MATERIAL SUPPLIED START

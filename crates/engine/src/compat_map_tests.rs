// SPDX-License-Identifier: BUSL-1.1
// Copyright (c) 2026 Alfred Jean LLC

//! Unit tests for the compat stage.

use crate::compat_map::{classify_report, CompatMap};
use crate::error::StageError;
use crate::pipeline::{ErrorSink, Stage};
use crate::record::{InFlight, JobRecord, PendingCompat};
use reef_core::php::catalogue;
use reef_core::{AuditSummary, JobMessage, Report, SourceKind};
use serde_json::json;
use tokio::sync::mpsc;
use tokio_util::sync::CancellationToken;

fn report_of(messages: Vec<serde_json::Value>) -> Report {
    serde_json::from_value(json!({
        "totals": { "errors": 0, "warnings": 0, "fixable": 0 },
        "files": { "compatissues.php": {
            "errors": 0, "warnings": 0, "messages": messages
        } }
    }))
    .unwrap()
}

fn finding(source: &str, kind: &str, message: &str) -> serde_json::Value {
    json!({
        "message": message,
        "source": source,
        "severity": 5,
        "type": kind,
        "line": 1,
        "column": 1,
        "fixable": false
    })
}

fn keys() -> Vec<String> {
    catalogue::keys().iter().map(|k| k.to_string()).collect()
}

fn record() -> JobRecord {
    let msg = JobMessage {
        title: "Valid Phpcompat".to_string(),
        slug: "test".to_string(),
        source_url: "https://downloads.example.test/test.zip".to_string(),
        source_type: SourceKind::Zip,
        response_endpoint: "https://api.example.test/audit".to_string(),
        audits: Vec::new(),
    };
    JobRecord::new(msg, CancellationToken::new(), &InFlight::new())
}

fn pending(report: Report) -> PendingCompat {
    PendingCompat {
        standard: "phpcompatibility".to_string(),
        raw_storage_key: "sum/phpcs_phpcompatibility/raw.json".to_string(),
        parsed_storage_key: "sum/phpcs_phpcompatibility/parsed.json".to_string(),
        summary: AuditSummary {
            files_scanned: 1,
            errors: 3,
            warnings: 0,
            fixable: 0,
        },
        report,
    }
}

#[test]
fn classifies_the_full_catalogue_when_a_finding_is_unbounded() {
    // Two bounded keyword errors plus one unparseable error.
    let report = report_of(vec![
        finding(
            "PHPCompatibility.PHP.NewKeywords.t_namespaceFound",
            "ERROR",
            "\"namespace\" keyword is not present in PHP version 5.2 or earlier",
        ),
        finding(
            "PHPCompatibility.PHP.NewKeywords.t_traitFound",
            "ERROR",
            "\"trait\" keyword is not present in PHP version 5.3 or earlier",
        ),
        finding(
            "PHPCompatibility.PHP.Mystery.Found",
            "ERROR",
            "Something is off in ways this message does not say",
        ),
    ]);

    let versions = classify_report(&report).unwrap();
    assert_eq!(versions.breaks_versions, keys());
    assert!(versions.warnings_versions.is_empty());
    assert!(versions.compatible_versions.is_empty());
}

#[test]
fn splits_errors_and_warnings() {
    let report = report_of(vec![
        finding(
            "PHPCompatibility.PHP.ShortArray.Found",
            "ERROR",
            "Short array syntax (open) is available since 5.4",
        ),
        finding(
            "PHPCompatibility.PHP.DeprecatedFunctions.split",
            "WARNING",
            "Function split() is deprecated since PHP version 7.0",
        ),
    ]);

    let versions = classify_report(&report).unwrap();
    assert_eq!(versions.breaks_versions, vec!["5.2", "5.3"]);
    assert_eq!(
        versions.warnings_versions,
        vec!["7.0", "7.1", "7.2", "7.3"]
    );
    assert_eq!(
        versions.compatible_versions,
        vec!["5.4", "5.5", "5.6"]
    );

    // Coverage: the three sets partition the catalogue.
    let all = reef_core::merge_versions(&[
        &versions.breaks_versions,
        &versions.warnings_versions,
        &versions.compatible_versions,
    ]);
    assert_eq!(all, keys());
}

#[test]
fn foreign_sniff_codes_contribute_nothing() {
    let report = report_of(vec![finding(
        "WordPress.Files.FileName.InvalidClassFileName",
        "ERROR",
        "Class file names should be based on the class name",
    )]);

    let versions = classify_report(&report).unwrap();
    assert!(versions.breaks_versions.is_empty());
    assert!(versions.warnings_versions.is_empty());
    assert_eq!(versions.compatible_versions, keys());
}

#[test]
fn undeclared_boundary_fails_the_classification() {
    let report = report_of(vec![finding(
        "PHPCompatibility.PHP.NewFunctions.future",
        "ERROR",
        "Function future_fn() is available since 8.0",
    )]);

    assert!(matches!(
        classify_report(&report),
        Err(StageError::Compat(_))
    ));
}

#[tokio::test]
async fn stage_writes_the_compat_audit_result() {
    let (err_tx, mut err_rx) = mpsc::channel(4);
    let mut stage = CompatMap::new(ErrorSink::new(err_tx));

    let report = report_of(vec![finding(
        "PHPCompatibility.PHP.ShortArray.Found",
        "ERROR",
        "Short array syntax (open) is available since 5.4",
    )]);
    let mut record = record();
    record.pending_compat.push(pending(report));

    let record = stage.process(record).await.unwrap();
    assert!(record.pending_compat.is_empty());

    let result = record.results.get("audit.phpcs.phpcompatibility").unwrap();
    assert_eq!(
        result["raw_storage_key"],
        "sum/phpcs_phpcompatibility/raw.json"
    );
    assert_eq!(result["summary"]["errors"], 3);
    assert_eq!(
        result["compatible_versions"]["breaks_versions"],
        json!(["5.2", "5.3"])
    );
    assert_eq!(
        result["compatible_versions"]["compatible_versions"],
        json!(["5.4", "5.5", "5.6", "7.0", "7.1", "7.2", "7.3"])
    );
    assert!(err_rx.try_recv().is_err());
}

#[tokio::test]
async fn stage_skips_the_audit_on_classification_errors() {
    let (err_tx, mut err_rx) = mpsc::channel(4);
    let mut stage = CompatMap::new(ErrorSink::new(err_tx));

    let report = report_of(vec![finding(
        "PHPCompatibility.PHP.NewFunctions.future",
        "ERROR",
        "Function future_fn() is available since 8.0",
    )]);
    let mut record = record();
    record.pending_compat.push(pending(report));

    let record = stage.process(record).await.unwrap();

    let result = record.results.get("audit.phpcs.phpcompatibility").unwrap();
    assert!(result["error"].as_str().unwrap().contains("predecessor"));

    let err = err_rx.try_recv().unwrap();
    assert_eq!(err.stage, "compat");
}

#[tokio::test]
async fn records_without_pending_reports_pass_through() {
    let (err_tx, _err_rx) = mpsc::channel(4);
    let mut stage = CompatMap::new(ErrorSink::new(err_tx));

    let record = stage.process(record()).await.unwrap();
    assert!(record.results.is_empty());
}
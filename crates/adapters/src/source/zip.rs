// SPDX-License-Identifier: BUSL-1.1
// Copyright (c) 2026 Alfred Jean LLC

//! Zip source manager: stream-download an archive, extract it with the
//! root prefix stripped, and hash every file along the way.

use super::{SourceError, SourceManager};
use async_trait::async_trait;
use sha2::{Digest, Sha256};
use std::io::{Read, Write};
use std::path::{Component, Path, PathBuf};
use tokio::io::AsyncWriteExt;

/// Archive filename inside the job's extraction directory.
pub const SOURCE_FILENAME: &str = "source.zip";

/// Directory the archive contents land in, below the extraction root.
pub const UNZIPPED_DIR: &str = "unzipped";

/// Zip archive fetched over HTTP.
pub struct ZipSource {
    url: String,
    http: reqwest::Client,
    files: Vec<String>,
    checksum: String,
}

impl ZipSource {
    pub fn new(url: impl Into<String>, http: reqwest::Client) -> Self {
        Self {
            url: url.into(),
            http,
            files: Vec::new(),
            checksum: String::new(),
        }
    }

    async fn download(&self, dest: &Path) -> Result<(), SourceError> {
        let download_err = |reason: String| SourceError::Download {
            url: self.url.clone(),
            reason,
        };

        let mut response = self
            .http
            .get(&self.url)
            .send()
            .await
            .map_err(|e| download_err(e.to_string()))?;
        let status = response.status();
        if !status.is_success() {
            return Err(download_err(format!("status {status}")));
        }

        let mut file = tokio::fs::File::create(dest)
            .await
            .map_err(|source| SourceError::Io {
                path: dest.to_path_buf(),
                source,
            })?;
        while let Some(chunk) = response
            .chunk()
            .await
            .map_err(|e| download_err(e.to_string()))?
        {
            file.write_all(&chunk)
                .await
                .map_err(|source| SourceError::Io {
                    path: dest.to_path_buf(),
                    source,
                })?;
        }
        file.flush().await.map_err(|source| SourceError::Io {
            path: dest.to_path_buf(),
            source,
        })?;

        tracing::debug!(url = %self.url, dest = %dest.display(), "archive downloaded");
        Ok(())
    }
}

#[async_trait]
impl SourceManager for ZipSource {
    async fn prepare_files(&mut self, dest: &Path) -> Result<(), SourceError> {
        tokio::fs::create_dir_all(dest)
            .await
            .map_err(|source| SourceError::Io {
                path: dest.to_path_buf(),
                source,
            })?;

        let archive_path = dest.join(SOURCE_FILENAME);
        self.download(&archive_path).await?;

        let out_dir = dest.join(UNZIPPED_DIR);
        let (files, digests) =
            tokio::task::spawn_blocking(move || unzip(&archive_path, &out_dir))
                .await
                .map_err(|e| SourceError::Archive {
                    path: dest.to_path_buf(),
                    reason: format!("extraction task failed: {e}"),
                })??;

        if !files.is_empty() {
            self.checksum = combined_checksum(&digests);
        }
        self.files = files;
        Ok(())
    }

    fn checksum(&self) -> &str {
        &self.checksum
    }

    fn files(&self) -> &[String] {
        &self.files
    }
}

/// Shortest directory entry that is an ancestor of every file entry.
///
/// Archives built from a single top-level folder have that folder as
/// their root prefix; flat archives have none.
fn root_prefix(names: &[String]) -> String {
    let files: Vec<&String> = names.iter().filter(|n| !n.ends_with('/')).collect();
    let mut prefix = String::new();
    for name in names.iter().filter(|n| n.ends_with('/')) {
        let shorter = prefix.is_empty() || name.len() < prefix.len();
        if shorter && files.iter().all(|f| f.starts_with(name.as_str())) {
            prefix = name.clone();
        }
    }
    prefix
}

/// Extract `archive` under `dest`, returning extracted paths and
/// per-file SHA-256 hex digests.
fn unzip(archive: &Path, dest: &Path) -> Result<(Vec<String>, Vec<String>), SourceError> {
    let archive_err = |reason: String| SourceError::Archive {
        path: archive.to_path_buf(),
        reason,
    };
    let io_err = |path: &Path, source: std::io::Error| SourceError::Io {
        path: path.to_path_buf(),
        source,
    };

    let file = std::fs::File::open(archive).map_err(|e| io_err(archive, e))?;
    let mut zip = ::zip::ZipArchive::new(file).map_err(|e| archive_err(e.to_string()))?;
    std::fs::create_dir_all(dest).map_err(|e| io_err(dest, e))?;

    let names: Vec<String> = zip.file_names().map(str::to_string).collect();
    let prefix = root_prefix(&names);

    let mut filenames = Vec::new();
    let mut digests = Vec::new();

    for index in 0..zip.len() {
        let mut entry = zip
            .by_index(index)
            .map_err(|e| archive_err(e.to_string()))?;
        let name = entry.name().to_string();
        let stripped = name.strip_prefix(&prefix).unwrap_or(&name);
        if stripped.is_empty() {
            continue;
        }

        // Refuse entries that would escape the destination.
        let rel = Path::new(stripped);
        let escapes = rel.components().any(|c| {
            matches!(
                c,
                Component::ParentDir | Component::RootDir | Component::Prefix(_)
            )
        });
        if escapes {
            tracing::warn!(entry = %name, "skipping archive entry outside destination");
            continue;
        }

        let target = dest.join(rel);
        if entry.is_dir() {
            std::fs::create_dir_all(&target).map_err(|e| io_err(&target, e))?;
            continue;
        }
        if let Some(parent) = target.parent() {
            std::fs::create_dir_all(parent).map_err(|e| io_err(parent, e))?;
        }

        let mut hasher = Sha256::new();
        let mut out = std::fs::File::create(&target).map_err(|e| io_err(&target, e))?;
        let mut buf = [0u8; 8192];
        loop {
            let n = entry.read(&mut buf).map_err(|e| io_err(&target, e))?;
            if n == 0 {
                break;
            }
            hasher.update(&buf[..n]);
            out.write_all(&buf[..n]).map_err(|e| io_err(&target, e))?;
        }

        digests.push(format!("{:x}", hasher.finalize()));
        filenames.push(target.display().to_string());
    }

    Ok((filenames, digests))
}

/// Combined project checksum: sort the per-file digests, serialise the
/// sorted list as a compact JSON array, and hash those bytes. Stable
/// across archive-internal ordering and timestamps.
pub(crate) fn combined_checksum(digests: &[String]) -> String {
    let mut sorted = digests.to_vec();
    sorted.sort_unstable();
    let json = serde_json::to_vec(&sorted).unwrap_or_default();
    format!("{:x}", Sha256::digest(&json))
}

/// Build a `PathBuf` for the extracted tree below an extraction root.
pub fn unzipped_root(files_path: &Path) -> PathBuf {
    files_path.join(UNZIPPED_DIR)
}

#[cfg(test)]
#[path = "zip_tests.rs"]
mod tests;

MATERIAL SUPPLIED END

- [DIRECTIONS FOR THIS TASK] Single out each line of the records above with the string "Client" in it, and copy it.

- [WORKED SOLUTION]
    http: reqwest::Client,
    pub fn new(url: impl Into<String>, http: reqwest::Client) -> Self {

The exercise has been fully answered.